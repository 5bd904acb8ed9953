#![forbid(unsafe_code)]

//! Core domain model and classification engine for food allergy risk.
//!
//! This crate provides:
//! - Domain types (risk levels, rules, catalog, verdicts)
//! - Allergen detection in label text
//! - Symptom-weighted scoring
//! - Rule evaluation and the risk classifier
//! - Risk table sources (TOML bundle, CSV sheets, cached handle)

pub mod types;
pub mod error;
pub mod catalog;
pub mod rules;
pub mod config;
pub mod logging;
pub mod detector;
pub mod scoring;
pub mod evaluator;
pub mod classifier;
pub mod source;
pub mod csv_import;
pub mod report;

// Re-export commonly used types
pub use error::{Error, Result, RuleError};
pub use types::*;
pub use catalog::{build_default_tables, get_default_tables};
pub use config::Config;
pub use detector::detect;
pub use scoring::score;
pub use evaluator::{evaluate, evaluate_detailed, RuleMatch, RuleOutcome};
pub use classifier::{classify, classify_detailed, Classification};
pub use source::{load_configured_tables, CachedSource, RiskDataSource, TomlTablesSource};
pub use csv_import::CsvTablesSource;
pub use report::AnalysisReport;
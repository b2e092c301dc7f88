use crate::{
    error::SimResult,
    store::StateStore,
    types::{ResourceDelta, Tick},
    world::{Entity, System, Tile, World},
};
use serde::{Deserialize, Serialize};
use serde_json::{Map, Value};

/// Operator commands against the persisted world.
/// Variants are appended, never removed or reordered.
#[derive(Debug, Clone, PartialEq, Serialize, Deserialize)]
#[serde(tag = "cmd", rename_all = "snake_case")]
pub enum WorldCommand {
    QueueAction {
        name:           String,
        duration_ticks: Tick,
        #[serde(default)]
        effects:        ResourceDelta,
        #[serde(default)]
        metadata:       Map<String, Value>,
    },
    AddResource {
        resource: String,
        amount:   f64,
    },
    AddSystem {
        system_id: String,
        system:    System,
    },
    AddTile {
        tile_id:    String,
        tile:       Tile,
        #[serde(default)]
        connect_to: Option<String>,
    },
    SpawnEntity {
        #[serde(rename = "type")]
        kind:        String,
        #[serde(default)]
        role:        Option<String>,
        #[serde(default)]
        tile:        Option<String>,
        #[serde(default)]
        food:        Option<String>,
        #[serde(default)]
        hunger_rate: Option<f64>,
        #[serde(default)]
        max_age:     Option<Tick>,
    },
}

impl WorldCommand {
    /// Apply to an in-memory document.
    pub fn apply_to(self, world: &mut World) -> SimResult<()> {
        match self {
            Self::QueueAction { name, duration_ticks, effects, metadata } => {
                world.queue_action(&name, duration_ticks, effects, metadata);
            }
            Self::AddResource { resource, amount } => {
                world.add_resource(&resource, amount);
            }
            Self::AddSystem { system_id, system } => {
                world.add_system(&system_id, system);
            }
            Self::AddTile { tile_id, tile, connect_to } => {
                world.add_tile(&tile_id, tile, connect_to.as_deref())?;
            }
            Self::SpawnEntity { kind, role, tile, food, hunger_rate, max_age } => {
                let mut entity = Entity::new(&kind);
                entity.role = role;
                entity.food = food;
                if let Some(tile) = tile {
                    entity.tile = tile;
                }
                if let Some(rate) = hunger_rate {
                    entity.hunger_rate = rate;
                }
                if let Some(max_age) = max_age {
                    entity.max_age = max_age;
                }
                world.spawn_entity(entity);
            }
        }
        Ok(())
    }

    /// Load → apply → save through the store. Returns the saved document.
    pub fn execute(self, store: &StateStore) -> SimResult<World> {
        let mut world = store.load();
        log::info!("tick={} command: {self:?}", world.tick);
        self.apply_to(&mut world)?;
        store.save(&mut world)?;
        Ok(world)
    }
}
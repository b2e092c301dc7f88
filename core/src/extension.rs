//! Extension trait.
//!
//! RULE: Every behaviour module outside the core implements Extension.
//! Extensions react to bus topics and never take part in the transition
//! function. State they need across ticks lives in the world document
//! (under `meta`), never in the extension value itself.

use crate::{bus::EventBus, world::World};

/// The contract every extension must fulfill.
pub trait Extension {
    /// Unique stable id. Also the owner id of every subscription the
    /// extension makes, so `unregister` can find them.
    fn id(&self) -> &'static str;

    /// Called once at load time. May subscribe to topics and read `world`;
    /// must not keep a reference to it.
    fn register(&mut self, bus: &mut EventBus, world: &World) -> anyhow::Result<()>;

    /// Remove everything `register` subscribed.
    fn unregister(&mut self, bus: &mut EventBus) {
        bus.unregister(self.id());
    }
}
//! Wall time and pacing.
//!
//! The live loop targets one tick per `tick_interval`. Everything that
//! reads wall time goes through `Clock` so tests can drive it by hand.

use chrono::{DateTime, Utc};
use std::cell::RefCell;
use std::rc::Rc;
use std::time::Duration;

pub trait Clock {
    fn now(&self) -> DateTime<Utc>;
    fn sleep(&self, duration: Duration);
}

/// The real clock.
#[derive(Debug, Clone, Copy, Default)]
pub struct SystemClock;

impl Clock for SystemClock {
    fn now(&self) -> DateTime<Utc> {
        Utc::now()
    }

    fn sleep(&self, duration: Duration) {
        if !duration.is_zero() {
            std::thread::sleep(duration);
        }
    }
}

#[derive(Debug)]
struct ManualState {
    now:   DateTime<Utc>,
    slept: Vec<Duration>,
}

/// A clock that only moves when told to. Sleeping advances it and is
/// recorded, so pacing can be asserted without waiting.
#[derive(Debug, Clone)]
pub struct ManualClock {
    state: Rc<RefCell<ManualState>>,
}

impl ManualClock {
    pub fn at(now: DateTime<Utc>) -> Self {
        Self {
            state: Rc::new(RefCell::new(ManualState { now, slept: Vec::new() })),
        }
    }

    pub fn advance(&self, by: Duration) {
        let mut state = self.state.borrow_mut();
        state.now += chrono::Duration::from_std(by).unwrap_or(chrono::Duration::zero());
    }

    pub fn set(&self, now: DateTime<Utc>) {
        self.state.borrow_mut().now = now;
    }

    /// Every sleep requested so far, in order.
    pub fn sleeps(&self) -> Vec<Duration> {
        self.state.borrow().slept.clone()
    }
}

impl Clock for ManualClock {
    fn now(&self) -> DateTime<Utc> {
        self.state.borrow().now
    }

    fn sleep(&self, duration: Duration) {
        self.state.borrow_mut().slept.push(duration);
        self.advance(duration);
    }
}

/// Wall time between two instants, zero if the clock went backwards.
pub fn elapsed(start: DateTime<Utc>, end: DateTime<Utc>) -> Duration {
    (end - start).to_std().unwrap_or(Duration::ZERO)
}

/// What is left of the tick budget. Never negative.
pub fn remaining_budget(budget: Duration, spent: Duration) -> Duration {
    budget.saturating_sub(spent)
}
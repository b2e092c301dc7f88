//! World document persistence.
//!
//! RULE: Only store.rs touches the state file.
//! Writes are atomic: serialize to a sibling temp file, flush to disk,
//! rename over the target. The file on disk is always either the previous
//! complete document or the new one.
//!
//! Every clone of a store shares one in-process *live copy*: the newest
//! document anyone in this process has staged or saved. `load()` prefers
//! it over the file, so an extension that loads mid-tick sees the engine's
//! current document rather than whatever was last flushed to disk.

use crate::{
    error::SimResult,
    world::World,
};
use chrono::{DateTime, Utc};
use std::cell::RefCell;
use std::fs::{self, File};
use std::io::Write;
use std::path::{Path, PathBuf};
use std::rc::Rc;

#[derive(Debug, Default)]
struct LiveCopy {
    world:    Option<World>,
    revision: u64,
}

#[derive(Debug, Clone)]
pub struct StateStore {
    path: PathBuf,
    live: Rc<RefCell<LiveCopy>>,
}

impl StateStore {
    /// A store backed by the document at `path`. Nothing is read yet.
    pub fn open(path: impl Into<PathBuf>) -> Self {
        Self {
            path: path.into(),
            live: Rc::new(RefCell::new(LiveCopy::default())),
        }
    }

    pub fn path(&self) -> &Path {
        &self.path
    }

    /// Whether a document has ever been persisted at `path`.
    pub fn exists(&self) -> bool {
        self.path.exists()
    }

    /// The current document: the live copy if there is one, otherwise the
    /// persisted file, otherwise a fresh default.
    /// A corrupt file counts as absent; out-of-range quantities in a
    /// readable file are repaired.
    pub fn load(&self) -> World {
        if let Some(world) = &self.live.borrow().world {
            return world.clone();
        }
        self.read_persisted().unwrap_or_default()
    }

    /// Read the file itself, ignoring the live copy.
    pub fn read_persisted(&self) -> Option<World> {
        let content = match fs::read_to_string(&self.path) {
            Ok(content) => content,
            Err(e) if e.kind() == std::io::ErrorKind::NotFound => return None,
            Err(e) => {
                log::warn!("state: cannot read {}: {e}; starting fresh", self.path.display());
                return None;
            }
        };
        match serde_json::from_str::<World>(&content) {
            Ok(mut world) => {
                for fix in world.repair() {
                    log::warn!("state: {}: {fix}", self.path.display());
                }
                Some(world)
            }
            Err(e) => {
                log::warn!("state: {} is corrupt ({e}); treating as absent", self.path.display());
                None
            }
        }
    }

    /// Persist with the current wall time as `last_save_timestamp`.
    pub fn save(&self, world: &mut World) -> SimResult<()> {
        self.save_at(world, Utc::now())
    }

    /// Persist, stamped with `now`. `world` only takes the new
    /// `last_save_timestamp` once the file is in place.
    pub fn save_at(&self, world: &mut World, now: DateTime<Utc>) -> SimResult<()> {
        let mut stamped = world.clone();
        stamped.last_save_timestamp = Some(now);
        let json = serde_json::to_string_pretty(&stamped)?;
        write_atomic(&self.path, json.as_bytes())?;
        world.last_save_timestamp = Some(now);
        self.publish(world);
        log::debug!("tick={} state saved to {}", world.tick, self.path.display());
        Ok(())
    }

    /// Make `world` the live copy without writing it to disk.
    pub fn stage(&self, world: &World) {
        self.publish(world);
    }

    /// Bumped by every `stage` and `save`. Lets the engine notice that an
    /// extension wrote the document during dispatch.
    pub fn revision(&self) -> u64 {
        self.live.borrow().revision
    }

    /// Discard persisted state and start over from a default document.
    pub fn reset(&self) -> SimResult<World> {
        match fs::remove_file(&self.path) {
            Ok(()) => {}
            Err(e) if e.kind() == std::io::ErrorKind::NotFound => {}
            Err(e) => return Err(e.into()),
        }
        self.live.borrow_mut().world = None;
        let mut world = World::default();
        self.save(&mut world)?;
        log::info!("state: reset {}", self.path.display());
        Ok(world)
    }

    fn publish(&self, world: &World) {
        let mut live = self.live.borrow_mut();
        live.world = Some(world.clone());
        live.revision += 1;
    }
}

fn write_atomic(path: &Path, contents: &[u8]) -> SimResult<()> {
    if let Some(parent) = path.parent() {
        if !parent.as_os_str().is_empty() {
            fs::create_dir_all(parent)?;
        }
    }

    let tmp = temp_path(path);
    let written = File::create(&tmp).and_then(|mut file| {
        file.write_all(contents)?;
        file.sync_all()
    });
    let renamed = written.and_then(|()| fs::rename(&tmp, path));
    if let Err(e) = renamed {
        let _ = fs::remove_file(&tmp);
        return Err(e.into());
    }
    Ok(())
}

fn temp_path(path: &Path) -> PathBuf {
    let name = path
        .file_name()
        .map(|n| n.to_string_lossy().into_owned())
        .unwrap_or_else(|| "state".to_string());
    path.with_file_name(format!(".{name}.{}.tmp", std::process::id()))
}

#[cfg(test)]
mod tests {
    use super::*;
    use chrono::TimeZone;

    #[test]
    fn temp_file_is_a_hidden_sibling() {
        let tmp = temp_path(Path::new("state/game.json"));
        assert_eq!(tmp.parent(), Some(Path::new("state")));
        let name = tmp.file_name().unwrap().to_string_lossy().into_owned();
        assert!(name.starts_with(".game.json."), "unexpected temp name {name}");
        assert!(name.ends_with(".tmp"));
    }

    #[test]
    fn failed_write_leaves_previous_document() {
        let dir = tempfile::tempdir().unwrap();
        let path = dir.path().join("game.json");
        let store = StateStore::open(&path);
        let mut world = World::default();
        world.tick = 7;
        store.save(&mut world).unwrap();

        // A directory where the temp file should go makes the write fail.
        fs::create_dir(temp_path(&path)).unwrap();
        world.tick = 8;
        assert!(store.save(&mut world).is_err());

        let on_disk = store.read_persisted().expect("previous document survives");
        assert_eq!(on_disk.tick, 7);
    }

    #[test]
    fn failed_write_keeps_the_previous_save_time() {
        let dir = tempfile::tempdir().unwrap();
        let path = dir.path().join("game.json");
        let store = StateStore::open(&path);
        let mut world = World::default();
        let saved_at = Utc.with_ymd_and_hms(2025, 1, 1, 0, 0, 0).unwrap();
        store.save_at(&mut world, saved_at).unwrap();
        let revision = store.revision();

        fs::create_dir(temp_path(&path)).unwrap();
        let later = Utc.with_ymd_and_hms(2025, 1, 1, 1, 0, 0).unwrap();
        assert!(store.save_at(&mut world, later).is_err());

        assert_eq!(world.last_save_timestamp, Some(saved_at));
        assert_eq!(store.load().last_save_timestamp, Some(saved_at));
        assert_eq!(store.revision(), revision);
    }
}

_ _ _ _ _

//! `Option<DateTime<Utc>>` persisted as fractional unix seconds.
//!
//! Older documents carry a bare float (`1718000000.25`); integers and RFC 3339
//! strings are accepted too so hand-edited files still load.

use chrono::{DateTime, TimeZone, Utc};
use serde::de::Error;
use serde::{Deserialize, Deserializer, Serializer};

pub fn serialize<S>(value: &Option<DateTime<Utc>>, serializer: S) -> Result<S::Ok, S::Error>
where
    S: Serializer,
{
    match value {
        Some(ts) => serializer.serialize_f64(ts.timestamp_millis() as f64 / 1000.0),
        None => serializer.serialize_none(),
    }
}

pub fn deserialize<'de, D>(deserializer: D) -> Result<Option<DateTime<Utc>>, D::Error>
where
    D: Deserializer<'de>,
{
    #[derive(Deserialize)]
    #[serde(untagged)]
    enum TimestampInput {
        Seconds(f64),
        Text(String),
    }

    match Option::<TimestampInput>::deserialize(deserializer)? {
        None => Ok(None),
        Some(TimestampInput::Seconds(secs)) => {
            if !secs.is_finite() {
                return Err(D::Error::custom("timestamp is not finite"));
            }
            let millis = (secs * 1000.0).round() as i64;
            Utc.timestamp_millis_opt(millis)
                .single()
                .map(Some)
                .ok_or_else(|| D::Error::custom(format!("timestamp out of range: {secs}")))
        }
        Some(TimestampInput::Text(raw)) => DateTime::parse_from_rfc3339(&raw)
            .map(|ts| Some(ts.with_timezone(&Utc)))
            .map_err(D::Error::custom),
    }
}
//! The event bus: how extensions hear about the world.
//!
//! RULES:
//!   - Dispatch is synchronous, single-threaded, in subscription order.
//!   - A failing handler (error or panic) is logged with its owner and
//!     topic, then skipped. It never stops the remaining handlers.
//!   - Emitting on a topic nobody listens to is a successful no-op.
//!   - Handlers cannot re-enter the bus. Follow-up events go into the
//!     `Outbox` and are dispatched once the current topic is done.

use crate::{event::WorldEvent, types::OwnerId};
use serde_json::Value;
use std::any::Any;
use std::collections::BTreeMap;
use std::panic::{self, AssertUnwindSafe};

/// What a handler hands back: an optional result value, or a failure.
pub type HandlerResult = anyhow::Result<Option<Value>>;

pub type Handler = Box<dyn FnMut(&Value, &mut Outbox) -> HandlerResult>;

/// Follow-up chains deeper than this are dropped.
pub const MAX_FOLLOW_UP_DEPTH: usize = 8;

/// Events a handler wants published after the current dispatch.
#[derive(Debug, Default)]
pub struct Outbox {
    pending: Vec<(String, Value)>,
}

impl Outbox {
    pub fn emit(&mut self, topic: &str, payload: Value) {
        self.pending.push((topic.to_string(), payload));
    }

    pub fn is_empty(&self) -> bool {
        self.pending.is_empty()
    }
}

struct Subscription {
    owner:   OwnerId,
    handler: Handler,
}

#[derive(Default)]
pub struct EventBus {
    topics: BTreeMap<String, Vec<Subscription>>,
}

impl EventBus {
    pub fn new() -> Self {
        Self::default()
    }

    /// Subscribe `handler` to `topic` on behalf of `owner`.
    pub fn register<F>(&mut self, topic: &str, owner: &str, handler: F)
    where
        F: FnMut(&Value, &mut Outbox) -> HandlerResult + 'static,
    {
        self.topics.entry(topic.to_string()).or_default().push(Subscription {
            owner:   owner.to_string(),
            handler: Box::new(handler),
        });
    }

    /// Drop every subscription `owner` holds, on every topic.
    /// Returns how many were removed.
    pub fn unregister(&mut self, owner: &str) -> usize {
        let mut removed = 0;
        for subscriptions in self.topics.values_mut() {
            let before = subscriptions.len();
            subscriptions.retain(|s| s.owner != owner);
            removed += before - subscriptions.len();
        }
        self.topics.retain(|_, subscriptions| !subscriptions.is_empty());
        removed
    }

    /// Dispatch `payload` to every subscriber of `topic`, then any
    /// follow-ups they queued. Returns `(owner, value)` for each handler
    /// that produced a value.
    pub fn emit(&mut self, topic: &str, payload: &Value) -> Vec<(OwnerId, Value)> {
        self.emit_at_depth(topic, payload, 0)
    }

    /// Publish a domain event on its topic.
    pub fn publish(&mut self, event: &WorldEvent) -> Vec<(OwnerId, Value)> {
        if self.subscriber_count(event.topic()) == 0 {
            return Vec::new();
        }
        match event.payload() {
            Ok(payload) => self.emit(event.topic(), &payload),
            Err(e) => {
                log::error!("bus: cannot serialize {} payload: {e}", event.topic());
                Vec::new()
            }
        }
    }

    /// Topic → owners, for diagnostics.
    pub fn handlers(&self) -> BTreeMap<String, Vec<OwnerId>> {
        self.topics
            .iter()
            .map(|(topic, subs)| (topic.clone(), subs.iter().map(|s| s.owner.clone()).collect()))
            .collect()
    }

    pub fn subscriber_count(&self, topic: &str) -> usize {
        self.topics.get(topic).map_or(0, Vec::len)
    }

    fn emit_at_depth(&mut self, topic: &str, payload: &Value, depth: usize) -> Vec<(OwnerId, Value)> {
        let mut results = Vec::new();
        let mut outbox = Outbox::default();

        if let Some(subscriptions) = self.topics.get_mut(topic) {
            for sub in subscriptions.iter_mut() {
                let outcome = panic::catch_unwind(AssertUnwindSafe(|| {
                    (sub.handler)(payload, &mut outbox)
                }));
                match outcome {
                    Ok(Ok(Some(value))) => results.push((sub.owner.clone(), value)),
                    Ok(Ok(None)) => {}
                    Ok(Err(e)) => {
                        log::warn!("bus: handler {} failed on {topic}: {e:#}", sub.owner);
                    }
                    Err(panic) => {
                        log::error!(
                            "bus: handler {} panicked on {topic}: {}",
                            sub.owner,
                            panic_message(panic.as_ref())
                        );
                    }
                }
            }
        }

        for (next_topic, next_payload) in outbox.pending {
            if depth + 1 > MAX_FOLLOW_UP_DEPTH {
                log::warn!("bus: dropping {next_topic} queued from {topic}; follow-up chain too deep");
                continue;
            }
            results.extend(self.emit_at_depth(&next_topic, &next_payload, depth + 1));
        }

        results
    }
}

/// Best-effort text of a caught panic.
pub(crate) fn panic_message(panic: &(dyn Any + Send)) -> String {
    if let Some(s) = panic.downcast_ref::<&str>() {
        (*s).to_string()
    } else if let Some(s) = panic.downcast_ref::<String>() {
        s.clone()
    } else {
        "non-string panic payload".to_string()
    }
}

_ _ _ _ _

§ INSTRUCTIONS TO FOLLOW: Reproduce only the lines above, starting at the line with "it to disk." and ending at the line with "notice that an", exactly as written.

§ TASK RESULT:
    /// Make `world` the live copy without writing it to disk.
    pub fn stage(&self, world: &World) {
        self.publish(world);
    }

    /// Bumped by every `stage` and `save`. Lets the engine notice that an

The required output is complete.